Have you ever wondered if you could have a burial at sea? Some people find the idea very romantic and inspiring.
The good news is that an ocean burial is not just for pirates and sailors. It’s an option for anyone who loves the sea – or even the Great Lakes.
Continue to read and find if you are eligible to have your body or cremated remains buried at sea.
How to Have a Sea Burial
It is possible to receive a sea burial even if you’re not a military service member.
The most common type of burial at sea today is the scattering of cremated remains, but full body committal is also an option. Some rules will apply to both full body and cremation burials at sea.
All sea burials (whether cremated remains or the whole body) must be completed at a minimum of three nautical miles from shore and shall be reported within thirty (30) days to the EPA Regional Administrator of the region or locality where the vessel departed from shore.

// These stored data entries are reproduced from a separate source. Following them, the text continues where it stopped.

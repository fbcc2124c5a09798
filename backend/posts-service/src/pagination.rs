//! Fixed-size page slicing for feeds.
//!
//! Page `n` (1-based) holds items `[(n - 1) * per_page, n * per_page)` of the
//! ordering. A page parameter that is numeric but out of range resolves to the
//! last page; anything else that is not the `last` sentinel is rejected.

use serde::{Deserialize, Serialize};
use std::num::IntErrorKind;
use thiserror::Error;

/// Posts shown on every feed page.
pub const POSTS_PER_PAGE: usize = 10;

const LAST_PAGE_SENTINEL: &str = "last";

#[derive(Debug, Error, PartialEq, Eq)]
pub enum PageError {
    #[error("Page number '{0}' is not an integer")]
    NotAnInteger(String),
}

/// `?page=` query parameter
#[derive(Debug, Default, Deserialize)]
pub struct PageQuery {
    pub page: Option<String>,
}

impl PageQuery {
    pub fn raw(&self) -> Option<&str> {
        self.page.as_deref()
    }
}

#[derive(Debug, Clone, Copy)]
pub struct Paginator {
    count: usize,
    per_page: usize,
}

impl Paginator {
    pub fn new(count: usize, per_page: usize) -> Self {
        Self {
            count,
            per_page: per_page.max(1),
        }
    }

    pub fn count(&self) -> usize {
        self.count
    }

    pub fn per_page(&self) -> usize {
        self.per_page
    }

    /// An empty sequence still has one (empty) page.
    pub fn num_pages(&self) -> usize {
        if self.count == 0 {
            1
        } else {
            self.count.div_ceil(self.per_page)
        }
    }

    /// Resolve a raw `page` parameter into a valid 1-based page number.
    pub fn resolve(&self, raw: Option<&str>) -> Result<usize, PageError> {
        let raw = match raw.map(str::trim) {
            None | Some("") => return Ok(1),
            Some(raw) => raw,
        };

        if raw == LAST_PAGE_SENTINEL {
            return Ok(self.num_pages());
        }

        let number = match raw.parse::<i64>() {
            Ok(number) => number,
            // Still an integer, just wider than i64: out of range either way.
            Err(e)
                if matches!(
                    e.kind(),
                    IntErrorKind::PosOverflow | IntErrorKind::NegOverflow
                ) =>
            {
                return Ok(self.num_pages());
            }
            Err(_) => return Err(PageError::NotAnInteger(raw.to_string())),
        };

        if number < 1 || number as u64 > self.num_pages() as u64 {
            return Ok(self.num_pages());
        }

        Ok(number as usize)
    }

    /// `(offset, limit)` of the given page within the full ordering.
    pub fn bounds(&self, number: usize) -> (usize, usize) {
        let offset = (number.max(1) - 1) * self.per_page;
        let limit = self.per_page.min(self.count.saturating_sub(offset));
        (offset, limit)
    }
}

/// One page of an ordered result set plus its position metadata.
#[derive(Debug, Clone, Serialize, Deserialize)]
pub struct Page<T> {
    pub object_list: Vec<T>,
    pub number: usize,
    pub num_pages: usize,
    pub count: usize,
    pub has_next: bool,
    pub has_previous: bool,
    pub is_first: bool,
    pub is_last: bool,
}

impl<T> Page<T> {
    pub fn new(object_list: Vec<T>, number: usize, paginator: &Paginator) -> Self {
        let num_pages = paginator.num_pages();
        Self {
            object_list,
            number,
            num_pages,
            count: paginator.count(),
            has_next: number < num_pages,
            has_previous: number > 1,
            is_first: number == 1,
            is_last: number == num_pages,
        }
    }

    pub fn len(&self) -> usize {
        self.object_list.len()
    }

    pub fn is_empty(&self) -> bool {
        self.object_list.is_empty()
    }

    pub fn next_page_number(&self) -> Option<usize> {
        self.has_next.then_some(self.number + 1)
    }

    pub fn previous_page_number(&self) -> Option<usize> {
        self.has_previous.then_some(self.number - 1)
    }
}

/// Slice an already-materialized ordering into the requested page.
pub fn paginate<T>(items: Vec<T>, raw: Option<&str>) -> Result<Page<T>, PageError> {
    let paginator = Paginator::new(items.len(), POSTS_PER_PAGE);
    let number = paginator.resolve(raw)?;
    let (offset, limit) = paginator.bounds(number);
    let object_list = items.into_iter().skip(offset).take(limit).collect();
    Ok(Page::new(object_list, number, &paginator))
}
/// Post handlers - detail page, creation and edits
use crate::error::Result;
use crate::forms::PostForm;
use crate::handlers::{post_detail_url, profile_url, redirect};
use crate::middleware::AuthenticatedUser;
use crate::services::{EditAccess, FeedService, PostService, Submission};
use crate::state::AppState;
use actix_web::{web, HttpResponse};

pub async fn post_detail(
    state: web::Data<AppState>,
    post_id: web::Path<i64>,
) -> Result<HttpResponse> {
    let ctx = FeedService::new(state.repo.clone())
        .post_detail(post_id.into_inner())
        .await?;

    Ok(HttpResponse::Ok().json(ctx))
}

pub async fn post_create_form(
    _user: AuthenticatedUser,
    state: web::Data<AppState>,
) -> Result<HttpResponse> {
    let ctx = PostService::new(state.repo.clone()).create_form().await?;
    Ok(HttpResponse::Ok().json(ctx))
}

/// On success redirect to the author's profile; otherwise re-render the form.
pub async fn post_create(
    user: AuthenticatedUser,
    state: web::Data<AppState>,
    form: web::Form<PostForm>,
) -> Result<HttpResponse> {
    let user = user.0;
    match PostService::new(state.repo.clone())
        .create_post(&user, form.into_inner())
        .await?
    {
        Submission::Saved(_) => Ok(redirect(&profile_url(&user.username))),
        Submission::Invalid(ctx) => Ok(HttpResponse::Ok().json(ctx)),
    }
}

pub async fn post_edit_form(
    user: AuthenticatedUser,
    state: web::Data<AppState>,
    post_id: web::Path<i64>,
) -> Result<HttpResponse> {
    let post_id = post_id.into_inner();
    let service = PostService::new(state.repo.clone());

    match service.edit_access(&user.0, post_id).await? {
        EditAccess::Allowed(post) => Ok(HttpResponse::Ok().json(service.edit_form(&post).await?)),
        EditAccess::Denied => Ok(redirect(&post_detail_url(post_id))),
    }
}

/// Non-authors are sent back to the post without any change.
pub async fn post_edit(
    user: AuthenticatedUser,
    state: web::Data<AppState>,
    post_id: web::Path<i64>,
    form: web::Form<PostForm>,
) -> Result<HttpResponse> {
    let post_id = post_id.into_inner();
    let service = PostService::new(state.repo.clone());

    let post = match service.edit_access(&user.0, post_id).await? {
        EditAccess::Allowed(post) => post,
        EditAccess::Denied => return Ok(redirect(&post_detail_url(post_id))),
    };

    match service.edit_post(&user.0, &post, form.into_inner()).await? {
        Submission::Saved(_) => Ok(redirect(&post_detail_url(post_id))),
        Submission::Invalid(ctx) => Ok(HttpResponse::Ok().json(ctx)),
    }
}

From there, it’s simply a matter of finding a vessel that will help you with the ocean burial. You must, of course, also follow any local guidelines that apply.
Full Body Burial at Sea
Having a full body burial at sea is a long-honored tradition for any seafaring person. The interest in sea burials has risen especially among people focused on environmental burials. Ocean lovers, sailing enthusiasts, and fishermen may also want a send-off that requires being dropped into the sea.

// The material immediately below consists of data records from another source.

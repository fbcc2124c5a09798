/// Comment service - attaches comments to existing posts
use crate::db::PostsRepository;
use crate::error::{AppError, Result};
use crate::forms::{CommentForm, FormErrors};
use crate::metrics::content::COMMENT_WRITES_TOTAL;
use crate::middleware::CurrentUser;
use crate::models::{Comment, NewComment};
use std::sync::Arc;
use tracing::{debug, info};

pub struct CommentService {
    repo: Arc<dyn PostsRepository>,
}

impl CommentService {
    pub fn new(repo: Arc<dyn PostsRepository>) -> Self {
        Self { repo }
    }

    /// Persist a comment on `post_id`. The post must exist; invalid text is
    /// returned as field errors with nothing written.
    pub async fn add_comment(
        &self,
        user: &CurrentUser,
        post_id: i64,
        form: CommentForm,
    ) -> Result<std::result::Result<Comment, FormErrors>> {
        if self.repo.find_post(post_id).await?.is_none() {
            return Err(AppError::NotFound(format!("Post {} not found", post_id)));
        }

        let form = form.normalized();
        let errors = form.check();
        if !errors.is_empty() {
            debug!(user_id = user.id, post_id, ?errors, "Comment rejected");
            COMMENT_WRITES_TOTAL.with_label_values(&["invalid"]).inc();
            return Ok(Err(errors));
        }

        let comment = self
            .repo
            .create_comment(NewComment {
                post_id,
                author_id: user.id,
                text: form.text,
            })
            .await?;

        COMMENT_WRITES_TOTAL.with_label_values(&["created"]).inc();
        info!(user_id = user.id, post_id, comment_id = comment.id, "Comment added");
        Ok(Ok(comment))
    }
}

#[cfg(test)]
mod tests {
    use super::*;
    use crate::db::InMemoryPostsRepository;
    use crate::models::NewPost;

    #[tokio::test]
    async fn comment_on_missing_post_is_not_found() {
        let repo = Arc::new(InMemoryPostsRepository::new());
        let user = repo.create_user("reader").await.unwrap();
        let service = CommentService::new(repo);

        let err = service
            .add_comment(
                &CurrentUser {
                    id: user.id,
                    username: user.username,
                },
                404,
                CommentForm {
                    text: "hi".to_string(),
                },
            )
            .await
            .unwrap_err();
        assert!(matches!(err, AppError::NotFound(_)));
    }

    #[tokio::test]
    async fn blank_comment_is_not_saved() {
        let repo = Arc::new(InMemoryPostsRepository::new());
        let user = repo.create_user("reader").await.unwrap();
        let post = repo
            .create_post(NewPost {
                author_id: user.id,
                text: "post".to_string(),
                group_id: None,
                image: None,
            })
            .await
            .unwrap();
        let service = CommentService::new(repo.clone());

        let outcome = service
            .add_comment(
                &CurrentUser {
                    id: user.id,
                    username: user.username,
                },
                post.id,
                CommentForm {
                    text: "   ".to_string(),
                },
            )
            .await
            .unwrap();

        assert!(outcome.is_err());
        assert!(repo.list_comments(post.id).await.unwrap().is_empty());
    }
}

U.S. law demands that a full-body burial at sea must take place in a location at least 600 feet deep as well as a minimum of three miles from shore. You will need to have a licensed funeral director on board.
Cremation Burial at Sea
You can bury your loved one’s cremated remains in the ocean by placing them in a biodegradable urn.
Biodegradable urns specifically made for burial at sea are crafted to float for a few minutes, then sink slowly to the deep. The urn will gently release the cremains and disintegrate completely around twenty-four hours after burial.
Cremation Ocean Scattering
The scattering of cremated remains at sea is becoming more and more common. This typically involves chartering a boat with a licensed sea captain. You can have a solemn affair or a bright and boisterous occasion.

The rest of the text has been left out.